***** Working data

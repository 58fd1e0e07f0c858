//! Migrations are embedded at compile time using include_str!

/// Migration metadata
pub struct Migration {
    pub id: &'static str,
    pub sql: &'static str,
}

/// Get all embedded migrations in order
pub fn get_migrations() -> Vec<Migration> {
    vec![
        Migration {
            id: "001_collections",
            sql: include_str!("../../migrations/001_collections.sql"),
        },
        Migration {
            id: "002_images_and_session",
            sql: include_str!("../../migrations/002_images_and_session.sql"),
        },
    ]
}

**********

▸ Action item:
Your answer must be the full set of records above, reproduced exactly.

▸ Written answer:
repository 58fd1e0e07f0c858
//! Migrations are embedded at compile time using include_str!

/// Migration metadata
pub struct Migration {
    pub id: &'static str,
    pub sql: &'static str,
}

/// Get all embedded migrations in order
pub fn get_migrations() -> Vec<Migration> {
    vec![
        Migration {
            id: "001_collections",
            sql: include_str!("../../migrations/001_collections.sql"),
        },
        Migration {
            id: "002_images_and_session",
            sql: include_str!("../../migrations/002_images_and_session.sql"),
        },
    ]
}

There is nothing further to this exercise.